In clinical studies of the non-radiopaque etonogestrel implant, reports of changes in bleeding pattern were the most common reason for stopping treatment (11.1%). Irregular bleeding (10.8%) was the single most common reason women stopped treatment, while amenorrhea (0.3%) was cited less frequently. In these studies, women had an average of 17.7 days of bleeding or spotting every 90 days (based on 3,315 intervals of 90 days recorded by 780 patients). The percentages of patients having 0, 1-7, 8-21, or >21 days of spotting or bleeding over a 90-day interval while using the non-radiopaque etonogestrel implant are shown in Table 1.

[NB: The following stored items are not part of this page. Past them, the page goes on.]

//! Application controller.
//!
//! [`RoutineApp`] owns the session, the draft, the fetched aggregate and the
//! notification slot, and runs the user-level operations against them:
//! sign in/out, edit and submit a routine, refresh the dashboard.
//!
//! Every method takes `&self`, so fetches may overlap. Each fetch carries a
//! [`SessionTicket`]; a response whose ticket no longer matches the session
//! is dropped. Among current responses the last one to complete wins.

use chrono::{Local, NaiveDate};
use std::sync::atomic::{AtomicUsize, Ordering};
use std::sync::{Mutex, MutexGuard, PoisonError};
use tokio::sync::broadcast::{self, error::TryRecvError};
use tracing::{debug, info, warn};

use crate::aggregate::RoutineAggregate;
use crate::auth::IdentityProvider;
use crate::error::{AuthError, ConfigError, CoreError, Result};
use crate::notify::NotificationChannel;
use crate::routine::DraftEntry;
use crate::score::ScoreBreakdown;
use crate::session::{IdentityEvent, IdentitySource, Session, SessionTicket};
use crate::sync::SyncClient;

/// User-facing notification texts.
pub mod messages {
    pub const CONFIGURE_ENDPOINT: &str = "Please configure your API URL first.";
    pub const SUBMIT_FAILED: &str = "Submission failed.";
    pub const SUBMIT_SUCCEEDED: &str = "Routine logged via Optimization Engine.";
    pub const FETCH_FAILED: &str = "Failed to fetch data. Check API URL.";
    pub const REFRESH_SUCCEEDED: &str = "Data refreshed successfully";
}

#[derive(Debug, Clone, Copy, Default, PartialEq, Eq)]
pub enum View {
    #[default]
    Input,
    Dashboard,
}

/// Who asked for a fetch. Only manual refreshes announce success.
#[derive(Debug, Clone, Copy, PartialEq, Eq)]
pub enum RefreshTrigger {
    Manual,
    Automatic,
}

#[derive(Debug, Clone, Copy, PartialEq, Eq)]
pub enum FetchOutcome {
    /// The aggregate now holds `count` entries.
    Applied { count: usize },
    /// Session not ready; nothing was sent.
    Skipped,
    /// Identity changed while the request was in flight; response dropped.
    Stale,
}

/// A routine was stored. The follow-up fetch may still have failed.
#[derive(Debug)]
pub struct SubmitOutcome {
    pub date: NaiveDate,
    pub refresh: Result<FetchOutcome>,
}

/// Identity is set. The fetch that follows sign-in may still have failed;
/// `fetch` is `None` if none was attempted.
#[derive(Debug)]
pub struct SignInOutcome {
    pub user_id: String,
    pub fetch: Option<Result<FetchOutcome>>,
}

/// Counts requests in flight for the lifetime of the guard.
struct InFlight<'a>(&'a AtomicUsize);

impl<'a> InFlight<'a> {
    fn enter(counter: &'a AtomicUsize) -> Self {
        counter.fetch_add(1, Ordering::SeqCst);
        Self(counter)
    }
}

impl Drop for InFlight<'_> {
    fn drop(&mut self) {
        self.0.fetch_sub(1, Ordering::SeqCst);
    }
}

fn lock<T>(mutex: &Mutex<T>) -> MutexGuard<'_, T> {
    mutex.lock().unwrap_or_else(PoisonError::into_inner)
}

pub struct RoutineApp {
    session: Mutex<Session>,
    identity_events: Mutex<broadcast::Receiver<IdentityEvent>>,
    client: SyncClient,
    aggregate: RoutineAggregate,
    notifications: NotificationChannel,
    draft: Mutex<DraftEntry>,
    view: Mutex<View>,
    in_flight: AtomicUsize,
}

impl RoutineApp {
    pub fn new(session: Session, client: SyncClient, notifications: NotificationChannel) -> Self {
        let identity_events = session.subscribe();
        Self {
            session: Mutex::new(session),
            identity_events: Mutex::new(identity_events),
            client,
            aggregate: RoutineAggregate::new(),
            notifications,
            draft: Mutex::new(DraftEntry::new()),
            view: Mutex::new(View::Input),
            in_flight: AtomicUsize::new(0),
        }
    }

    /// Fetch for an identity restored from the last run, if any.
    pub async fn start(&self) -> Option<Result<FetchOutcome>> {
        if lock(&self.session).identity().is_none() {
            return None;
        }
        Some(self.refresh(RefreshTrigger::Automatic).await)
    }

    pub fn endpoint(&self) -> String {
        lock(&self.session).endpoint().to_string()
    }

    pub fn user_id(&self) -> Option<String> {
        lock(&self.session).user_id().map(str::to_string)
    }

    pub fn identity_source(&self) -> Option<IdentitySource> {
        lock(&self.session).identity().map(|i| i.source)
    }

    pub fn set_endpoint(&self, url: &str) {
        lock(&self.session).set_endpoint(url);
    }

    pub fn aggregate(&self) -> &RoutineAggregate {
        &self.aggregate
    }

    pub fn notifications(&self) -> &NotificationChannel {
        &self.notifications
    }

    pub fn view(&self) -> View {
        *lock(&self.view)
    }

    /// True while any fetch or submit is outstanding.
    pub fn is_loading(&self) -> bool {
        self.in_flight.load(Ordering::SeqCst) > 0
    }

    /// Manual refresh is disabled while loading.
    pub fn can_refresh(&self) -> bool {
        !self.is_loading()
    }

    pub fn draft(&self) -> DraftEntry {
        lock(&self.draft).clone()
    }

    /// Edit the draft in place.
    pub fn edit_draft<R>(&self, edit: impl FnOnce(&mut DraftEntry) -> R) -> R {
        edit(&mut lock(&self.draft))
    }

    pub fn preview(&self) -> ScoreBreakdown {
        lock(&self.draft).breakdown()
    }

    /// Sign in through `provider`. Failures are published as an error
    /// notification and returned.
    pub async fn sign_in(
        &self,
        provider: &mut dyn IdentityProvider,
    ) -> Result<SignInOutcome, AuthError> {
        let source = provider.source();
        let signed_in = provider.sign_in().and_then(|id| {
            lock(&self.session).set_identity(&id, source)?;
            Ok(id.trim().to_string())
        });

        let user_id = match signed_in {
            Ok(user_id) => user_id,
            Err(e) => {
                warn!("sign-in via {} failed: {e}", provider.display_name());
                self.notifications.error(e.user_message());
                return Err(e);
            }
        };

        if source == IdentitySource::Federated {
            self.notifications
                .success(format!("Authenticated with {}", provider.display_name()));
        }
        let fetch = self.sync_identity().await;
        Ok(SignInOutcome { user_id, fetch })
    }

    pub async fn logout(&self) {
        lock(&self.session).clear_identity();
        *lock(&self.view) = View::Input;
        self.sync_identity().await;
    }

    /// Apply pending identity changes to the aggregate: clear it on every
    /// change, and fetch once if an identity is present at the end.
    pub async fn sync_identity(&self) -> Option<Result<FetchOutcome>> {
        let mut fetch = false;
        for event in self.drain_identity_events() {
            self.aggregate.replace(Vec::new());
            fetch = match event {
                IdentityEvent::Present(id) => {
                    debug!(identity = %id, "identity present");
                    true
                }
                IdentityEvent::Absent => {
                    debug!("identity absent, aggregate cleared");
                    false
                }
            };
        }

        if fetch {
            Some(self.refresh(RefreshTrigger::Automatic).await)
        } else {
            None
        }
    }

    fn drain_identity_events(&self) -> Vec<IdentityEvent> {
        let mut rx = lock(&self.identity_events);
        let mut events = Vec::new();
        loop {
            match rx.try_recv() {
                Ok(event) => events.push(event),
                Err(TryRecvError::Lagged(skipped)) => {
                    warn!(skipped, "identity events dropped");
                }
                Err(TryRecvError::Empty | TryRecvError::Closed) => break,
            }
        }
        events
    }

    /// Show `view`. Opening the dashboard with nothing loaded triggers a
    /// fetch for the signed-in identity.
    pub async fn switch_view(&self, view: View) -> Result<FetchOutcome> {
        *lock(&self.view) = view;
        let signed_in = lock(&self.session).identity().is_some();
        if view == View::Dashboard && signed_in && self.aggregate.is_empty() {
            return self.refresh(RefreshTrigger::Automatic).await;
        }
        Ok(FetchOutcome::Skipped)
    }

    /// Fetch every routine for the current identity and replace the
    /// aggregate with the result.
    ///
    /// # Errors
    ///
    /// A failed fetch leaves the aggregate untouched, publishes an error
    /// notification and returns the cause.
    pub async fn refresh(&self, trigger: RefreshTrigger) -> Result<FetchOutcome> {
        let Some(ticket) = lock(&self.session).ticket() else {
            debug!("refresh skipped, session not ready");
            return Ok(FetchOutcome::Skipped);
        };

        let fetched = {
            let _loading = InFlight::enter(&self.in_flight);
            self.client.fetch_routines(&ticket).await
        };

        if !self.is_current(&ticket) {
            debug!(epoch = ticket.epoch, "discarding response for a previous identity");
            return Ok(FetchOutcome::Stale);
        }

        match fetched {
            Ok(entries) => {
                let count = entries.len();
                self.aggregate.replace(entries);
                info!(count, "routines loaded");
                if trigger == RefreshTrigger::Manual {
                    self.notifications.success(messages::REFRESH_SUCCEEDED);
                }
                Ok(FetchOutcome::Applied { count })
            }
            Err(e) => {
                warn!("fetch failed: {e}");
                self.notifications.error(messages::FETCH_FAILED);
                Err(e.into())
            }
        }
    }

    /// Send the draft to the store as today's routine.
    ///
    /// On success the draft is reset, the dashboard is shown and a fetch
    /// follows. On failure the draft is kept so the user can retry. If the
    /// identity changed while the request was out, only the success
    /// notification is published and the refresh is reported as stale.
    pub async fn submit(&self) -> Result<SubmitOutcome> {
        let ticket = match self.submit_ticket() {
            Ok(ticket) => ticket,
            Err(e) => {
                let message = match &e {
                    CoreError::Auth(auth) => auth.user_message(),
                    _ => messages::CONFIGURE_ENDPOINT.to_string(),
                };
                self.notifications.error(message);
                return Err(e);
            }
        };

        let date = Local::now().date_naive();
        let payload = lock(&self.draft).to_payload(&ticket.identity, date);

        let submitted = {
            let _loading = InFlight::enter(&self.in_flight);
            self.client.submit_routine(&ticket, &payload).await
        };

        if let Err(e) = submitted {
            warn!("submit failed: {e}");
            self.notifications.error(messages::SUBMIT_FAILED);
            return Err(e.into());
        }

        info!(duration = payload.duration, %date, "routine submitted");
        self.notifications.success(messages::SUBMIT_SUCCEEDED);

        // The write happened, but the draft and view now belong to whoever
        // is signed in after the request went out.
        if !self.is_current(&ticket) {
            debug!(epoch = ticket.epoch, "identity changed during submit, keeping draft");
            return Ok(SubmitOutcome {
                date,
                refresh: Ok(FetchOutcome::Stale),
            });
        }

        lock(&self.draft).reset_after_submit();
        *lock(&self.view) = View::Dashboard;

        let refresh = self.refresh(RefreshTrigger::Automatic).await;
        Ok(SubmitOutcome { date, refresh })
    }

    fn submit_ticket(&self) -> Result<SessionTicket> {
        let session = lock(&self.session);
        if session.endpoint().is_empty() {
            return Err(ConfigError::MissingEndpoint.into());
        }
        session.ticket().ok_or_else(|| AuthError::NotSignedIn.into())
    }

    fn is_current(&self, ticket: &SessionTicket) -> bool {
        lock(&self.session).is_current(ticket)
    }
}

Table 1: Bleeding or Spotting: Incidence and Duration Over a 90-Day Interval While Using the Non-Radiopaque Etonogestrel Implant (IMPLANON)
Total Days of Bleeding or Spotting Percentage of Patients
Treatment Days 91-180(N = 745) Treatment Days 271-360(N = 657) Treatment Days 631-720(N = 547)
0 Days 19% 24% 17%
1-7 Days 15% 13% 12%
8-21 Days 30% 30% 37%
>21 Days 35% 33% 35%

Bleeding patterns observed with use of the non-radiopaque etonogestrel implant for up to 2 years, and the proportion of 90-day intervals with these bleeding patterns, are summarized in Table 2.

Table 2: Bleeding Patterns Using the Non-Radiopaque Etonogestrel Implant (IMPLANON) During the First 2 Years of Use *
BLEEDING PATTERNS DEFINITIONS %
*
Based on 3315 recording periods of 90 days duration in 780 women, excluding the first 90 days after implant insertion
% = Percentage of 90-day intervals with this pattern
Infrequent Less than three bleeding and/or spotting episodes in 90 days (excluding amenorrhea) 33.6
Amenorrhea No bleeding and/or spotting in 90 days 22.2
Prolonged Any bleeding and/or spotting episode lasting more than 14 days in 90 days 17.7
Frequent More than 5 bleeding and/or spotting episodes in 90 days 6.7

In case of undiagnosed, persistent, or recurrent abnormal vaginal bleeding, appropriate measures should be conducted to rule out malignancy.